Task to complete: Within the data below, state how many lines contain the string "messages". Provide the number only.

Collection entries
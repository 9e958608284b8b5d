//! Favorites counter badge in the navigation menu.

#[cfg(test)]
#[path = "favorites_badge_test.rs"]
mod favorites_badge_test;

/// Rendered badge state.
#[derive(Clone, Debug, PartialEq, Eq)]
pub struct BadgeView {
    pub text: String,
    pub visible: bool,
}

impl BadgeView {
    pub fn for_count(count: usize) -> Self {
        Self { text: count.to_string(), visible: count > 0 }
    }

    /// CSS `display` value; the badge is a flex container when shown.
    pub fn display(&self) -> &'static str {
        if self.visible { "flex" } else { "none" }
    }
}

/// Write `view` into the badge element.
#[cfg(feature = "hydrate")]
pub fn render(badge: &web_sys::Element, view: &BadgeView) {
    badge.set_text_content(Some(&view.text));
    crate::util::dom::set_display(badge, view.display());
}
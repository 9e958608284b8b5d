//! # puceats-client
//!
//! Browser-side glue for the PUC Eats restaurant and dish pages.
//!
//! The core is the favorites store: a persistent set of restaurant IDs kept
//! in `localStorage` and mirrored onto every favorite control on the page.
//! Around it sit thin page helpers for modals, the dish form, and the dish
//! list filter.
//!
//! Pure logic compiles and tests natively. The `hydrate` feature binds it to
//! the real DOM through `web-sys` and exposes the wasm start hook.

#[cfg(feature = "hydrate")]
pub mod app;
pub mod components;
pub mod config;
#[cfg(feature = "hydrate")]
pub mod exports;
pub mod net;
pub mod state;
pub mod util;

/// WASM entry point: install logging and the panic hook, then wire the page.
#[cfg(feature = "hydrate")]
#[wasm_bindgen::prelude::wasm_bindgen(start)]
pub fn hydrate() {
    console_error_panic_hook::set_once();
    if console_log::init_with_level(log::Level::Info).is_err() {
        log::debug!("logger already installed");
    }
    app::boot();
}
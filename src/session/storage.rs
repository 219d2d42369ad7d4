//! Durable storage for the bearer token

use parking_lot::Mutex;
use serde::{Deserialize, Serialize};
use std::path::PathBuf;

use crate::error::{ConsoleError, Result};

/// Single-key store that outlives the process
pub trait TokenStorage: Send + Sync {
    fn load(&self) -> Result<Option<String>>;
    fn save(&self, token: &str) -> Result<()>;
    /// Removing a token that is not there is not an error.
    fn clear(&self) -> Result<()>;
}

#[derive(Debug, Serialize, Deserialize)]
struct SessionFile {
    token: String,
}

/// Token persisted as `{"token": "..."}` in a JSON file
#[derive(Debug, Clone)]
pub struct FileTokenStorage {
    path: PathBuf,
}

impl FileTokenStorage {
    pub fn new(path: impl Into<PathBuf>) -> Self {
        Self { path: path.into() }
    }

    fn display_path(&self) -> String {
        self.path.display().to_string()
    }
}

impl TokenStorage for FileTokenStorage {
    fn load(&self) -> Result<Option<String>> {
        let content = match std::fs::read_to_string(&self.path) {
            Ok(content) => content,
            Err(e) if e.kind() == std::io::ErrorKind::NotFound => return Ok(None),
            Err(e) => {
                return Err(ConsoleError::StorageLoad {
                    path: self.display_path(),
                    source: e,
                })
            }
        };

        let file: SessionFile =
            serde_json::from_str(&content).map_err(|e| ConsoleError::StorageParse {
                path: self.display_path(),
                source: e,
            })?;

        if file.token.trim().is_empty() {
            Ok(None)
        } else {
            Ok(Some(file.token))
        }
    }

    fn save(&self, token: &str) -> Result<()> {
        let save_err = |e: std::io::Error| ConsoleError::StorageSave {
            path: self.display_path(),
            source: e,
        };

        if let Some(parent) = self.path.parent().filter(|p| !p.as_os_str().is_empty()) {
            std::fs::create_dir_all(parent).map_err(save_err)?;
        }

        let content = serde_json::to_string_pretty(&SessionFile {
            token: token.to_string(),
        })?;

        // Write to temp file first, then rename for atomicity
        let temp_path = self.path.with_extension("json.tmp");
        match std::fs::remove_file(&temp_path) {
            Err(e) if e.kind() != std::io::ErrorKind::NotFound => return Err(save_err(e)),
            _ => {}
        }

        // The token is a credential: owner-only on unix
        #[cfg(unix)]
        {
            use std::io::Write;
            use std::os::unix::fs::OpenOptionsExt;
            let mut file = std::fs::OpenOptions::new()
                .write(true)
                .create_new(true)
                .mode(0o600)
                .open(&temp_path)
                .map_err(save_err)?;
            file.write_all(content.as_bytes()).map_err(save_err)?;
        }

        #[cfg(not(unix))]
        std::fs::write(&temp_path, content).map_err(save_err)?;

        std::fs::rename(&temp_path, &self.path).map_err(save_err)?;

        Ok(())
    }

    fn clear(&self) -> Result<()> {
        match std::fs::remove_file(&self.path) {
            Ok(()) => Ok(()),
            Err(e) if e.kind() == std::io::ErrorKind::NotFound => Ok(()),
            Err(e) => Err(ConsoleError::StorageSave {
                path: self.display_path(),
                source: e,
            }),
        }
    }
}

/// Process-local storage for sessions that must not touch the disk
#[derive(Debug, Default)]
pub struct MemoryTokenStorage {
    token: Mutex<Option<String>>,
}

impl MemoryTokenStorage {
    pub fn new() -> Self {
        Self::default()
    }

    #[cfg(test)]
    pub fn with_token(token: &str) -> Self {
        Self {
            token: Mutex::new(Some(token.to_string())),
        }
    }
}

impl TokenStorage for MemoryTokenStorage {
    fn load(&self) -> Result<Option<String>> {
        Ok(self.token.lock().clone())
    }

    fn save(&self, token: &str) -> Result<()> {
        *self.token.lock() = Some(token.to_string());
        Ok(())
    }

    fn clear(&self) -> Result<()> {
        *self.token.lock() = None;
        Ok(())
    }
}
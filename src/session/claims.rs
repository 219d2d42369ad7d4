//! Unverified peek at the bearer token's JWT claims.
//!
//! Only used to tell the user who they are logged in as and when the token
//! runs out. The server remains the sole judge of validity.

use base64::Engine;
use chrono::{DateTime, TimeZone, Utc};
use serde::Deserialize;

#[derive(Debug, Clone, PartialEq, Eq, Deserialize)]
pub struct TokenClaims {
    pub sub: Option<String>,
    pub exp: Option<i64>,
}

impl TokenClaims {
    /// Decode the payload segment of `header.payload.signature`
    pub fn peek(token: &str) -> Option<Self> {
        let payload = token.split('.').nth(1)?;

        // JWTs use URL-safe base64 without padding, but be lenient about padding
        let trimmed = payload.trim_end_matches('=');
        let decoded = base64::engine::general_purpose::URL_SAFE_NO_PAD
            .decode(trimmed)
            .or_else(|_| base64::engine::general_purpose::STANDARD_NO_PAD.decode(trimmed))
            .ok()?;

        serde_json::from_slice(&decoded).ok()
    }

    pub fn expires_at(&self) -> Option<DateTime<Utc>> {
        self.exp.and_then(|exp| Utc.timestamp_opt(exp, 0).single())
    }

    pub fn is_expired_at(&self, now: DateTime<Utc>) -> bool {
        self.expires_at().map(|exp| now >= exp).unwrap_or(false)
    }
}
//! Admin dashboard (`/admin/dashboard`): protected list plus create, update
//! and delete.
//!
//! Every mutation is followed by a statistics refetch so the counters match
//! the registry. A 401 from any protected call drops the session; the caller
//! then re-runs the route guard and ends up on the login view.

use std::sync::Arc;
use tracing::{error, info, warn};

use super::find_entry;
use crate::api::RegistryApi;
use crate::error::{ConsoleError, Result};
use crate::form::{EntryForm, FormMode};
use crate::messages;
use crate::models::{ListQuery, ScammerEntry, Statistics};
use crate::routes::{guard, GuardDecision, Route};
use crate::search::filter_entries;
use crate::session::SessionStore;
use crate::ui::Notice;

pub struct DashboardPage {
    api: Arc<dyn RegistryApi>,
    session: Arc<SessionStore>,
    limit: u32,
    entries: Vec<ScammerEntry>,
    visible: Vec<ScammerEntry>,
    search_term: String,
    stats: Option<Statistics>,
    notice: Option<Notice>,
}

impl DashboardPage {
    pub fn new(api: Arc<dyn RegistryApi>, session: Arc<SessionStore>, limit: u32) -> Self {
        Self {
            api,
            session,
            limit,
            entries: Vec::new(),
            visible: Vec::new(),
            search_term: String::new(),
            stats: None,
            notice: None,
        }
    }

    pub fn guard(&self) -> GuardDecision {
        guard(Route::AdminDashboard, &self.session.state())
    }

    pub fn session(&self) -> &SessionStore {
        &self.session
    }

    /// Fetch the protected list, then the statistics
    pub async fn load(&mut self) -> Result<()> {
        let token = self.token()?;
        let entries = match self
            .api
            .list(&token, &ListQuery::with_limit(self.limit))
            .await
        {
            Ok(entries) => entries,
            Err(e) => return Err(self.fail("Failed to load records", e)),
        };
        info!("Loaded {} records", entries.len());
        self.entries = entries;
        self.refilter();

        match self.api.statistics().await {
            Ok(stats) => self.stats = Some(stats),
            Err(e) => return Err(self.fail("Failed to load statistics", e)),
        }
        Ok(())
    }

    pub fn search(&mut self, term: &str) {
        self.search_term = term.to_string();
        self.refilter();
    }

    pub fn search_term(&self) -> &str {
        &self.search_term
    }

    pub fn visible(&self) -> &[ScammerEntry] {
        &self.visible
    }

    #[cfg(test)]
    pub fn entries(&self) -> &[ScammerEntry] {
        &self.entries
    }

    pub fn stats(&self) -> Option<&Statistics> {
        self.stats.as_ref()
    }

    /// Last success or error message, cleared once taken
    pub fn take_notice(&mut self) -> Option<Notice> {
        self.notice.take()
    }

    pub fn find(&self, key: &str) -> Option<&ScammerEntry> {
        find_entry(&self.visible, &self.entries, key)
    }

    /// Look a record up locally, falling back to `GET /api/scammers/{id}`
    pub async fn view(&mut self, key: &str) -> Result<ScammerEntry> {
        if let Some(entry) = self.find(key) {
            return Ok(entry.clone());
        }

        let token = self.token()?;
        match self.api.get(&token, key.trim()).await {
            Ok(entry) => Ok(entry),
            Err(ConsoleError::Api { status, .. }) if status == reqwest::StatusCode::NOT_FOUND => {
                Err(ConsoleError::EntryNotFound {
                    id: key.trim().to_string(),
                })
            }
            Err(e) => Err(self.fail("Failed to load record", e)),
        }
    }

    /// Submit a create or edit form. Invalid forms never reach the API.
    pub async fn submit(&mut self, form: &mut EntryForm) -> Result<ScammerEntry> {
        match form.mode().clone() {
            FormMode::Create => self.create(form).await,
            FormMode::Edit { id } => self.update(&id, form).await,
        }
    }

    async fn create(&mut self, form: &mut EntryForm) -> Result<ScammerEntry> {
        let entry = form.to_new_entry()?;
        let token = self.token()?;

        let created = match self.api.create(&token, &entry).await {
            Ok(created) => created,
            Err(e) => return Err(self.fail("Failed to add record", e)),
        };
        info!("Created record {} for {}", created.id, created.discord_id);

        self.entries.push(created.clone());
        self.refilter();
        self.refresh_stats().await;
        self.notice = Some(Notice::Success(messages::record_added(&created)));
        Ok(created)
    }

    async fn update(&mut self, id: &str, form: &mut EntryForm) -> Result<ScammerEntry> {
        let update = form.to_update()?;
        let token = self.token()?;

        let updated = match self.api.update(&token, id, &update).await {
            Ok(updated) => updated,
            Err(e) => return Err(self.fail("Failed to update record", e)),
        };
        info!("Updated record {}", updated.id);

        if let Some(slot) = self.entries.iter_mut().find(|e| e.id == updated.id) {
            *slot = updated.clone();
        }
        self.refilter();
        self.refresh_stats().await;
        self.notice = Some(Notice::Success(messages::record_updated(&updated)));
        Ok(updated)
    }

    /// Delete by record id. Confirmation is the caller's job.
    pub async fn delete(&mut self, id: &str) -> Result<()> {
        let token = self.token()?;

        let message = match self.api.delete(&token, id).await {
            Ok(message) => message,
            Err(e) => return Err(self.fail("Failed to delete record", e)),
        };
        info!("Deleted record {}: {}", id, message);

        self.entries.retain(|e| e.id != id);
        self.refilter();
        self.refresh_stats().await;
        self.notice = Some(Notice::Success(messages::record_deleted()));
        Ok(())
    }

    /// Refetch the counters. A failure here does not undo the mutation that
    /// preceded it; the old counters stay and a warning is logged.
    pub async fn refresh_stats(&mut self) {
        match self.api.statistics().await {
            Ok(stats) => self.stats = Some(stats),
            Err(e) => warn!("Could not refresh statistics: {}", e),
        }
    }

    pub fn logout(&mut self) {
        self.session.logout();
        self.entries.clear();
        self.visible.clear();
        self.stats = None;
    }

    fn token(&self) -> Result<String> {
        self.session.require_token()
    }

    fn refilter(&mut self) {
        self.visible = filter_entries(&self.entries, &self.search_term);
    }

    /// Common failure path: 401 ends the session, everything else becomes a
    /// notice. The error is handed back for the caller to act on.
    fn fail(&mut self, context: &str, err: ConsoleError) -> ConsoleError {
        if err.is_unauthorized() {
            self.session.handle_unauthorized();
            self.entries.clear();
            self.visible.clear();
        } else {
            error!("{}: {}", context, err);
        }
        self.notice = Some(Notice::Error(format!("{}: {}", context, err.user_message())));
        err
    }
}
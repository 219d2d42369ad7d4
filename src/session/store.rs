//! Session store: the console's belief about who is logged in.
//!
//! States: `Initializing` until the persisted token has been checked against
//! `/auth/me`, then `Unauthenticated` or `Authenticated`. The token and the
//! profile are only ever set or cleared together.

use parking_lot::RwLock;
use std::sync::Arc;
use tracing::{debug, error, info, warn};

use super::claims::TokenClaims;
use super::storage::TokenStorage;
use crate::api::RegistryApi;
use crate::error::{ConsoleError, Result};
use crate::models::{Credentials, UserProfile};

const LOGIN_FAILED: &str = "Login failed";
const REGISTRATION_FAILED: &str = "Registration failed";

#[derive(Debug, Clone, PartialEq)]
pub enum SessionState {
    Initializing,
    Unauthenticated,
    Authenticated { token: String, user: UserProfile },
}

/// Result of login/register. Failures carry a message for the login view
/// instead of an error.
#[derive(Debug, Clone, PartialEq)]
pub enum AuthOutcome<T = ()> {
    Success(T),
    Failure { message: String },
}

impl<T> AuthOutcome<T> {
    #[cfg(test)]
    pub fn is_success(&self) -> bool {
        matches!(self, AuthOutcome::Success(_))
    }
}

pub struct SessionStore {
    api: Arc<dyn RegistryApi>,
    storage: Box<dyn TokenStorage>,
    state: RwLock<SessionState>,
}

impl SessionStore {
    pub fn new(api: Arc<dyn RegistryApi>, storage: Box<dyn TokenStorage>) -> Self {
        Self {
            api,
            storage,
            state: RwLock::new(SessionState::Initializing),
        }
    }

    /// Startup check. Validates a persisted token, clearing it on any failure.
    pub async fn initialize(&self) {
        let persisted = match self.storage.load() {
            Ok(token) => token,
            Err(e) => {
                warn!("Could not read persisted session: {}", e);
                None
            }
        };

        let Some(token) = persisted else {
            debug!("No persisted session token");
            *self.state.write() = SessionState::Unauthenticated;
            return;
        };

        if let Some(exp) = TokenClaims::peek(&token).and_then(|c| c.expires_at()) {
            debug!("Persisted token expires at {}", exp);
        }

        match self.api.current_user(&token).await {
            Ok(user) => {
                info!("Restored session for {}", user.username);
                *self.state.write() = SessionState::Authenticated { token, user };
            }
            Err(e) => {
                warn!("Persisted session is no longer valid: {}", e);
                self.logout();
            }
        }
    }

    pub async fn login(&self, username: &str, password: &str) -> AuthOutcome<UserProfile> {
        let credentials = Credentials::new(username, password);

        let token = match self.api.login(&credentials).await {
            Ok(response) => {
                debug!("Received {} token for {}", response.token_type, username);
                response.access_token
            }
            Err(e) => return auth_failure(e, LOGIN_FAILED),
        };

        let user = match self.api.current_user(&token).await {
            Ok(user) => user,
            Err(e) => return auth_failure(e, LOGIN_FAILED),
        };

        // Nothing is persisted unless the whole login went through
        if let Err(e) = self.storage.save(&token) {
            return auth_failure(e, LOGIN_FAILED);
        }

        info!("Logged in as {}", user.username);
        *self.state.write() = SessionState::Authenticated {
            token,
            user: user.clone(),
        };
        AuthOutcome::Success(user)
    }

    /// Registration does not log the new account in.
    pub async fn register(&self, username: &str, password: &str) -> AuthOutcome<UserProfile> {
        let credentials = Credentials::new(username, password);
        match self.api.register(&credentials).await {
            Ok(user) => {
                info!("Registered account {}", user.username);
                AuthOutcome::Success(user)
            }
            Err(e) => auth_failure(e, REGISTRATION_FAILED),
        }
    }

    /// Clear persisted token, in-memory token and profile. Idempotent.
    pub fn logout(&self) {
        if let Err(e) = self.storage.clear() {
            error!("Failed to remove persisted session: {}", e);
        }

        let mut state = self.state.write();
        if matches!(*state, SessionState::Authenticated { .. }) {
            info!("Logged out");
        }
        *state = SessionState::Unauthenticated;
    }

    /// A protected call came back 401: drop the session.
    pub fn handle_unauthorized(&self) {
        warn!("Authorization rejected by the API, clearing session");
        self.logout();
    }

    pub fn state(&self) -> SessionState {
        self.state.read().clone()
    }

    pub fn is_loading(&self) -> bool {
        matches!(*self.state.read(), SessionState::Initializing)
    }

    pub fn is_authenticated(&self) -> bool {
        matches!(*self.state.read(), SessionState::Authenticated { .. })
    }

    pub fn token(&self) -> Option<String> {
        match &*self.state.read() {
            SessionState::Authenticated { token, .. } => Some(token.clone()),
            _ => None,
        }
    }

    pub fn require_token(&self) -> Result<String> {
        self.token().ok_or(ConsoleError::NotAuthenticated)
    }

    pub fn user(&self) -> Option<UserProfile> {
        match &*self.state.read() {
            SessionState::Authenticated { user, .. } => Some(user.clone()),
            _ => None,
        }
    }

    pub fn claims(&self) -> Option<TokenClaims> {
        self.token().and_then(|t| TokenClaims::peek(&t))
    }
}

fn auth_failure<T>(err: ConsoleError, fallback: &str) -> AuthOutcome<T> {
    let message = match &err {
        ConsoleError::Api { detail, .. } if !detail.trim().is_empty() => detail.clone(),
        _ => fallback.to_string(),
    };
    warn!("{}: {}", fallback, err);
    AuthOutcome::Failure { message }
}
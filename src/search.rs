//! Client-side filtering of the loaded result set

use crate::models::ScammerEntry;

/// Entries whose Discord ID or name contains `term`, ignoring case.
/// A blank term keeps everything.
pub fn filter_entries(entries: &[ScammerEntry], term: &str) -> Vec<ScammerEntry> {
    if term.trim().is_empty() {
        return entries.to_vec();
    }

    let needle = term.to_lowercase();
    entries
        .iter()
        .filter(|entry| matches_term(entry, &needle))
        .cloned()
        .collect()
}

fn matches_term(entry: &ScammerEntry, needle: &str) -> bool {
    entry.discord_id.to_lowercase().contains(needle)
        || entry.discord_name.to_lowercase().contains(needle)
}

#[cfg(test)]
mod tests {
    use super::*;
    use crate::models::EntryStatus;
    use crate::test_support::sample_entry;

    fn entries() -> Vec<ScammerEntry> {
        vec![
            sample_entry("e1", "111111111111111111", "NitroKing", EntryStatus::Active),
            sample_entry("e2", "222222222222222222", "giveaway_bot", EntryStatus::Active),
            sample_entry("e3", "333333333333333333", "OldTrader", EntryStatus::Inactive),
            sample_entry("e4", "123123123123123123", "Кирилл", EntryStatus::Active),
        ]
    }

    fn ids(entries: &[ScammerEntry]) -> Vec<&str> {
        entries.iter().map(|e| e.id.as_str()).collect()
    }

    #[test]
    fn test_blank_term_returns_everything() {
        let all = entries();
        assert_eq!(filter_entries(&all, ""), all);
        assert_eq!(filter_entries(&all, "   \t"), all);
    }

    #[test]
    fn test_matches_name_case_insensitively() {
        let all = entries();
        assert_eq!(ids(&filter_entries(&all, "nitro")), vec!["e1"]);
        assert_eq!(ids(&filter_entries(&all, "TRADER")), vec!["e3"]);
        assert_eq!(ids(&filter_entries(&all, "кирилл")), vec!["e4"]);
    }

    #[test]
    fn test_matches_discord_id_substring() {
        let all = entries();
        assert_eq!(ids(&filter_entries(&all, "2222")), vec!["e2"]);
        assert_eq!(ids(&filter_entries(&all, "123")), vec!["e4"]);
    }

    #[test]
    fn test_result_is_exact_subset() {
        let all = entries();
        for term in ["1", "o", "bot", "zzz"] {
            let filtered = filter_entries(&all, term);
            let expected: Vec<ScammerEntry> = all
                .iter()
                .filter(|e| {
                    e.discord_id.to_lowercase().contains(term)
                        || e.discord_name.to_lowercase().contains(term)
                })
                .cloned()
                .collect();
            assert_eq!(filtered, expected, "term {:?}", term);
        }
    }
}
//! reqwest implementation of the registry API

use async_trait::async_trait;
use reqwest::{Client, Method, RequestBuilder, Response, StatusCode, Url};
use serde::de::DeserializeOwned;
use tracing::{debug, warn};

use super::RegistryApi;
use crate::error::{ConsoleError, Result};
use crate::models::{
    Credentials, EntryUpdate, ErrorBody, ListQuery, MessageBody, NewEntry, ScammerEntry,
    Statistics, TokenResponse, UserProfile,
};

/// Client for one registry API deployment
#[derive(Clone)]
pub struct HttpRegistry {
    client: Client,
    base_url: Url,
}

impl HttpRegistry {
    /// `base_url` is the server root; the `/api/` prefix is appended here.
    pub fn new(base_url: &str) -> Result<Self> {
        Self::with_client(Client::new(), base_url)
    }

    pub fn with_client(client: Client, base_url: &str) -> Result<Self> {
        let invalid = |message: String| ConsoleError::BaseUrl {
            url: base_url.to_string(),
            message,
        };

        let mut root = Url::parse(base_url).map_err(|e| invalid(e.to_string()))?;
        if root.cannot_be_a_base() {
            return Err(invalid("URL cannot be used as a base".to_string()));
        }
        if !root.path().ends_with('/') {
            let path = format!("{}/", root.path());
            root.set_path(&path);
        }
        let base_url = root.join("api/").map_err(|e| invalid(e.to_string()))?;

        Ok(Self { client, base_url })
    }

    pub fn base_url(&self) -> &Url {
        &self.base_url
    }

    fn endpoint(&self, path: &str) -> Result<Url> {
        self.base_url.join(path).map_err(|e| ConsoleError::BaseUrl {
            url: self.base_url.to_string(),
            message: e.to_string(),
        })
    }

    fn entry_endpoint(&self, id: &str) -> Result<Url> {
        self.endpoint(&format!("scammers/{}", urlencoding::encode(id)))
    }

    fn request(&self, method: Method, url: Url, token: Option<&str>) -> RequestBuilder {
        debug!("{} {}", method, url);
        let builder = self.client.request(method, url);
        match token {
            Some(token) => builder.bearer_auth(token),
            None => builder,
        }
    }

    async fn send_json<T: DeserializeOwned>(
        &self,
        builder: RequestBuilder,
        authenticated: bool,
    ) -> Result<T> {
        let response = check_status(builder.send().await?, authenticated).await?;
        Ok(response.json().await?)
    }
}

/// Map non-2xx responses to errors.
///
/// A 401 on a request that carried a bearer token means the session is no
/// longer valid; on an anonymous request (login) it is an ordinary API error
/// whose detail explains what went wrong.
async fn check_status(response: Response, authenticated: bool) -> Result<Response> {
    let status = response.status();
    if status.is_success() {
        return Ok(response);
    }

    let url = response.url().clone();
    if authenticated && status == StatusCode::UNAUTHORIZED {
        warn!("Bearer token rejected by {}", url);
        return Err(ConsoleError::Unauthorized);
    }

    let body = response.text().await.unwrap_or_default();
    let detail = serde_json::from_str::<ErrorBody>(&body)
        .map(|b| b.message())
        .unwrap_or_else(|_| {
            if body.trim().is_empty() {
                status
                    .canonical_reason()
                    .unwrap_or("Request failed")
                    .to_string()
            } else {
                body
            }
        });

    debug!("{} -> {}: {}", url, status, detail);
    Err(ConsoleError::Api { status, detail })
}

#[async_trait]
impl RegistryApi for HttpRegistry {
    async fn login(&self, credentials: &Credentials) -> Result<TokenResponse> {
        let url = self.endpoint("auth/login")?;
        let builder = self.request(Method::POST, url, None).json(credentials);
        self.send_json(builder, false).await
    }

    async fn register(&self, credentials: &Credentials) -> Result<UserProfile> {
        let url = self.endpoint("auth/register")?;
        let builder = self.request(Method::POST, url, None).json(credentials);
        self.send_json(builder, false).await
    }

    async fn current_user(&self, token: &str) -> Result<UserProfile> {
        let url = self.endpoint("auth/me")?;
        let builder = self.request(Method::GET, url, Some(token));
        self.send_json(builder, true).await
    }

    async fn list_public(&self, query: &ListQuery) -> Result<Vec<ScammerEntry>> {
        let url = self.endpoint("scammers/public")?;
        let builder = self.request(Method::GET, url, None).query(query);
        self.send_json(builder, false).await
    }

    async fn list(&self, token: &str, query: &ListQuery) -> Result<Vec<ScammerEntry>> {
        let url = self.endpoint("scammers")?;
        let builder = self.request(Method::GET, url, Some(token)).query(query);
        self.send_json(builder, true).await
    }

    async fn get(&self, token: &str, id: &str) -> Result<ScammerEntry> {
        let url = self.entry_endpoint(id)?;
        let builder = self.request(Method::GET, url, Some(token));
        self.send_json(builder, true).await
    }

    async fn create(&self, token: &str, entry: &NewEntry) -> Result<ScammerEntry> {
        let url = self.endpoint("scammers")?;
        let builder = self.request(Method::POST, url, Some(token)).json(entry);
        self.send_json(builder, true).await
    }

    async fn update(&self, token: &str, id: &str, update: &EntryUpdate) -> Result<ScammerEntry> {
        let url = self.entry_endpoint(id)?;
        let builder = self.request(Method::PUT, url, Some(token)).json(update);
        self.send_json(builder, true).await
    }

    async fn delete(&self, token: &str, id: &str) -> Result<String> {
        let url = self.entry_endpoint(id)?;
        let builder = self.request(Method::DELETE, url, Some(token));
        let body: MessageBody = self.send_json(builder, true).await?;
        Ok(body.message)
    }

    async fn statistics(&self) -> Result<Statistics> {
        let url = self.endpoint("statistics")?;
        let builder = self.request(Method::GET, url, None);
        self.send_json(builder, false).await
    }
}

Solution for this task: 4